Two‐Photon Polarity Probes Built from Octupolar Fluorophores: Synthesis,Structure–Properties Relationships,and Use in Cellular Imaging

A series of octupolar fluorophores built from a triphenylamine (TPA) core connected to electron‐withdrawing (EW) peripheral groups through conjugated spacers has been synthesized. Their photoluminescence, solvatochromism, and two‐photon absorption (2PA) properties were systematically investigated to derive structure–property relationships. All derivatives exhibit two 2PA bands in the 700–1000 nm region: a first band at low energy correlated with a core‐to‐periphery intramolecular charge transfer that leads to an intense 1PA in the blue‐visible range, and a second more intense band at higher energy due to an efficient coupling of the branches through the TPA core.
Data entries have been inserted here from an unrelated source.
//! CNROM Mapper (Mapper 3).
//!
//! A simple mapper with switchable CHR-ROM banking. Used by games like
//! Gradius, Solomon's Key, and Arkanoid.
//!
//! Memory layout:
//! - PRG-ROM: 16KB or 32KB, not switchable
//! - CHR-ROM: 8KB banks, switchable via writes to $8000-$FFFF
//! - No PRG-RAM
//!
//! Bank selection: Write to $8000-$FFFF selects CHR bank

use crate::mapper::{Mapper, Mirroring};
use crate::rom::Rom;

#[cfg(not(feature = "std"))]
use alloc::vec::Vec;

#[cfg(feature = "serde")]
use serde::{Deserialize, Serialize};

/// CNROM mapper implementation.
#[derive(Debug, Clone)]
#[cfg_attr(feature = "serde", derive(Serialize, Deserialize))]
pub struct Cnrom {
    /// PRG-ROM data.
    prg_rom: Vec<u8>,
    /// CHR-ROM data.
    chr_rom: Vec<u8>,
    /// PRG-ROM size.
    prg_size: usize,
    /// Number of CHR-ROM banks (8KB each).
    chr_banks: usize,
    /// Currently selected CHR bank.
    chr_bank: u8,
    /// Nametable mirroring mode.
    mirroring: Mirroring,
}

impl Cnrom {
    /// Create a new CNROM mapper from ROM data.
    #[must_use]
    pub fn new(rom: &Rom) -> Self {
        let prg_size = rom.prg_rom.len();
        let chr_banks = (rom.chr_rom.len() / 8192).max(1);

        Self {
            prg_rom: rom.prg_rom.clone(),
            chr_rom: if rom.chr_rom.is_empty() {
                vec![0u8; 8192] // CHR-RAM fallback
            } else {
                rom.chr_rom.clone()
            },
            prg_size,
            chr_banks,
            chr_bank: 0,
            mirroring: rom.header.mirroring,
        }
    }
}

impl Mapper for Cnrom {
    fn read_prg(&self, addr: u16) -> u8 {
        match addr {
            0x6000..=0x7FFF => {
                // No PRG-RAM on CNROM
                0
            }
            0x8000..=0xFFFF => {
                // Mirror 16KB PRG-ROM if only 16KB
                let offset = (addr - 0x8000) as usize;
                let masked = if self.prg_size <= 16384 {
                    offset & 0x3FFF // Mirror 16KB
                } else {
                    offset // Full 32KB
                };
                self.prg_rom.get(masked).copied().unwrap_or(0)
            }
            _ => 0,
        }
    }

    fn write_prg(&mut self, addr: u16, val: u8) {
        if (0x8000..=0xFFFF).contains(&addr) {
            // CHR bank select - uses bits 0-1 (or more for larger CHR)
            self.chr_bank = val & 0x03;
        }
    }

    fn read_chr(&self, addr: u16) -> u8 {
        let bank = (self.chr_bank as usize) % self.chr_banks;
        let offset = (addr & 0x1FFF) as usize;
        self.chr_rom.get(bank * 8192 + offset).copied().unwrap_or(0)
    }

    fn write_chr(&mut self, _addr: u16, _val: u8) {
        // CNROM has CHR-ROM, not writable
        // (Unless it has CHR-RAM, but standard CNROM doesn't)
    }

    fn mirroring(&self) -> Mirroring {
        self.mirroring
    }

    fn mapper_number(&self) -> u16 {
        3
    }

    fn mapper_name(&self) -> &'static str {
        "CNROM"
    }

    fn reset(&mut self) {
        self.chr_bank = 0;
    }
}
Increasing the strength of the EW end groups or the length of the conjugated spacers and replacing triple‐bond linkers with double bonds induces both enhancement and broadening of the 2PA responses, thereby leading to cross‐sections up to 2100 GM at peak and higher than 1000 GM over the whole 700–900 nm range. All derivatives exhibit intense photoluminescence (PL) in low‐ to medium‐polarity environments (with quantum yields in the 0.5–0.9 range) and display a strong positive solvatochromic behavior (with Lippert–Mataga specific shifts ranging from 15 000 to 27 500 cm^?1), triple bonds, and phenyl moieties in the conjugated spacers, thereby leading to larger sensitivities than those of double bonds and thienyl moieties. More hydrophilic derivatives were also shown to be biocompatible, to retain their 2PA and PL properties in biological conditions, and finally to be suitable as polarity sensors for multiphoton cell imaging.